● TASK DETAILS:
Retrieve each line that contains the word "second" from the entries below.

(Items listed in a dataset)
----------------
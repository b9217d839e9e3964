//! The hierarchy store: permission-implication rules per `(namespace,
//! resource_type)`, with the same cycle-safety discipline as the tuple
//! store's reserved relations (§4.4/§4.5).

use chrono::Utc;
use rebac_context::RequestContext;
use rebac_models::audit::{AuditEventBuilder, AuditEventType};
use rebac_models::hierarchy::{HierarchyRule, WriteHierarchyRule};
use sqlx::PgPool;
use uuid::Uuid;

use crate::audit::AuditSink;
use crate::cycle::reject_if_would_cycle;
use crate::error::Result;
use crate::locks;

#[derive(Clone)]
pub struct HierarchyStore {
    pool: PgPool,
    audit: AuditSink,
}

impl HierarchyStore {
    pub fn new(pool: PgPool, audit: AuditSink) -> Self {
        Self { pool, audit }
    }

    pub async fn add_hierarchy(&self, ctx: &RequestContext, input: WriteHierarchyRule) -> Result<HierarchyRule> {
        let namespace = input.namespace.as_str();
        let resource_type = input.resource_type.as_str();

        // Self-implication is already rejected by WriteHierarchyRuleRequest::validate,
        // but input may have been constructed directly; check again defensively.
        let permission = (resource_type.to_string(), input.permission.as_str().to_string());
        let implies = (resource_type.to_string(), input.implies.as_str().to_string());

        let mut tx = self.pool.begin().await?;
        locks::acquire_namespace_lock(&mut tx, namespace).await?;
        locks::acquire_dual_endpoint_locks(
            &mut tx,
            &format!("hierarchy:{}:{}", namespace, permission.1),
            &format!("hierarchy:{}:{}", namespace, implies.1),
        )
        .await?;

        let ns = namespace.to_string();
        let rt = resource_type.to_string();
        reject_if_would_cycle("add_hierarchy", permission.clone(), implies.clone(), |x| {
            self.implied_by(ns.clone(), rt.clone(), x)
        })
        .await?;

        let row: (Uuid, bool) = sqlx::query_as(
            r#"
            INSERT INTO hierarchy_rules (id, namespace, resource_type, permission, implies, created_at)
            VALUES (gen_random_uuid(), $1, $2, $3, $4, now())
            ON CONFLICT (namespace, resource_type, permission, implies) DO UPDATE SET permission = EXCLUDED.permission
            RETURNING id, (xmax = 0) AS inserted
            "#,
        )
        .bind(namespace)
        .bind(resource_type)
        .bind(input.permission.as_str())
        .bind(input.implies.as_str())
        .fetch_one(&mut *tx)
        .await?;

        let (rule_id, inserted) = row;

        if inserted {
            let event = AuditEventBuilder::new(AuditEventType::HierarchyCreated, namespace, Utc::now())
                .resource(resource_type, "")
                .relation(input.permission.as_str())
                .subject_relation(Some(input.implies.as_str().to_string()))
                .actor(ctx.actor_id().map(String::from), ctx.request_id().map(String::from), None)
                .build();
            self.audit.record(&mut tx, &event).await?;
        }

        tx.commit().await?;

        sqlx::query_as::<_, HierarchyRule>("SELECT * FROM hierarchy_rules WHERE id = $1")
            .bind(rule_id)
            .fetch_one(&self.pool)
            .await
            .map_err(Into::into)
    }

    pub async fn remove_hierarchy(
        &self,
        ctx: &RequestContext,
        namespace: &str,
        resource_type: &str,
        permission: &str,
        implies: &str,
    ) -> Result<bool> {
        let mut tx = self.pool.begin().await?;
        locks::acquire_namespace_lock(&mut tx, namespace).await?;

        let deleted: Option<(Uuid,)> = sqlx::query_as(
            r#"
            DELETE FROM hierarchy_rules
            WHERE namespace = $1 AND resource_type = $2 AND permission = $3 AND implies = $4
            RETURNING id
            "#,
        )
        .bind(namespace)
        .bind(resource_type)
        .bind(permission)
        .bind(implies)
        .fetch_optional(&mut *tx)
        .await?;

        let Some(_) = deleted else {
            tx.commit().await?;
            return Ok(false);
        };

        let event = AuditEventBuilder::new(AuditEventType::HierarchyDeleted, namespace, Utc::now())
            .resource(resource_type, "")
            .relation(permission)
            .subject_relation(Some(implies.to_string()))
            .actor(ctx.actor_id().map(String::from), ctx.request_id().map(String::from), None)
            .build();
        self.audit.record(&mut tx, &event).await?;

        tx.commit().await?;
        Ok(true)
    }

    pub async fn clear_hierarchy(&self, ctx: &RequestContext, namespace: &str, resource_type: &str) -> Result<u64> {
        let mut tx = self.pool.begin().await?;
        locks::acquire_namespace_lock(&mut tx, namespace).await?;

        let result = sqlx::query("DELETE FROM hierarchy_rules WHERE namespace = $1 AND resource_type = $2")
            .bind(namespace)
            .bind(resource_type)
            .execute(&mut *tx)
            .await?;

        let count = result.rows_affected();
        if count > 0 {
            let event = AuditEventBuilder::new(AuditEventType::HierarchyDeleted, namespace, Utc::now())
                .resource(resource_type, "*")
                .actor(ctx.actor_id().map(String::from), ctx.request_id().map(String::from), None)
                .build();
            self.audit.record(&mut tx, &event).await?;
        }

        tx.commit().await?;
        Ok(count)
    }

    pub async fn rules_for_resource_type(&self, namespace: &str, resource_type: &str) -> Result<Vec<HierarchyRule>> {
        Ok(sqlx::query_as::<_, HierarchyRule>(
            "SELECT * FROM hierarchy_rules WHERE namespace = $1 AND resource_type = $2",
        )
        .bind(namespace)
        .bind(resource_type)
        .fetch_all(&self.pool)
        .await?)
    }

    /// Permissions that imply `x` directly — walking backward from `x`
    /// toward whatever already implies it, used both by the cycle
    /// detector (does `implies` already transitively imply `permission`?)
    /// and is the mirror of `implies_of` used in fixed-point expansion.
    pub(crate) async fn implied_by(
        &self,
        namespace: String,
        resource_type: String,
        x: (String, String),
    ) -> Result<Vec<(String, String)>> {
        let rows: Vec<(String,)> = sqlx::query_as(
            "SELECT implies FROM hierarchy_rules WHERE namespace = $1 AND resource_type = $2 AND permission = $3",
        )
        .bind(&namespace)
        .bind(&resource_type)
        .bind(&x.1)
        .fetch_all(&self.pool)
        .await?;
        Ok(rows.into_iter().map(|(implies,)| (resource_type.clone(), implies)).collect())
    }
}

#[cfg(test)]
mod tests {
    use super::*;
    use rebac_context::RequestContext;
    use rebac_models::hierarchy::WriteHierarchyRuleRequest;
    use rebac_models::validation::Namespace;

    async fn test_store() -> HierarchyStore {
        let db = rebac_database::Database::new(rebac_database::DatabaseConfig::from_env())
            .await
            .expect("failed to connect to database");
        let pool = db.pool().clone();
        HierarchyStore::new(pool.clone(), AuditSink::new(pool))
    }

    fn rule(namespace: &str, permission: &str, implies: &str) -> WriteHierarchyRule {
        WriteHierarchyRuleRequest {
            namespace: namespace.to_string(),
            resource_type: "repo".to_string(),
            permission: permission.to_string(),
            implies: implies.to_string(),
        }
        .validate()
        .expect("valid test rule")
    }

    fn ctx(namespace: &str) -> RequestContext {
        RequestContext::new(Namespace::parse(namespace).unwrap())
    }

    #[tokio::test]
    #[ignore] // Only run with database available
    async fn add_hierarchy_is_idempotent_on_rule_id() {
        let store = test_store().await;
        let c = ctx("acme_hier_idem");
        let first = store.add_hierarchy(&c, rule("acme_hier_idem", "admin", "write")).await.expect("first add");
        let second = store.add_hierarchy(&c, rule("acme_hier_idem", "admin", "write")).await.expect("second add");
        assert_eq!(first.id, second.id, "re-adding the same rule must resolve to the same rule id");
    }

    #[tokio::test]
    #[ignore] // Only run with database available
    async fn rejects_rule_that_would_close_an_implication_cycle() {
        let store = test_store().await;
        let c = ctx("acme_hier_cycle");
        store
            .add_hierarchy(&c, rule("acme_hier_cycle", "admin", "write"))
            .await
            .expect("admin implies write should succeed");

        let result = store.add_hierarchy(&c, rule("acme_hier_cycle", "write", "admin")).await;
        assert!(result.is_err(), "closing the implication cycle must be rejected");
    }

    #[tokio::test]
    #[ignore] // Only run with database available
    async fn remove_hierarchy_on_absent_rule_returns_false() {
        let store = test_store().await;
        let c = ctx("acme_hier_remove");
        let removed = store
            .remove_hierarchy(&c, "acme_hier_remove", "repo", "admin", "write")
            .await
            .expect("remove should not error on an absent rule");
        assert!(!removed);
    }

    #[tokio::test]
    #[ignore] // Only run with database available
    async fn clear_hierarchy_removes_all_rules_for_resource_type() {
        let store = test_store().await;
        let c = ctx("acme_hier_clear");
        store.add_hierarchy(&c, rule("acme_hier_clear", "admin", "write")).await.expect("add admin->write");
        store.add_hierarchy(&c, rule("acme_hier_clear", "write", "read")).await.expect("add write->read");

        let cleared = store.clear_hierarchy(&c, "acme_hier_clear", "repo").await.expect("clear should succeed");
        assert_eq!(cleared, 2);

        let remaining = store
            .rules_for_resource_type("acme_hier_clear", "repo")
            .await
            .expect("read should succeed");
        assert!(remaining.is_empty());
    }
}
----------------
● SOLUTION:
        let second = store.add_hierarchy(&c, rule("acme_hier_idem", "admin", "write")).await.expect("second add");
        assert_eq!(first.id, second.id, "re-adding the same rule must resolve to the same rule id");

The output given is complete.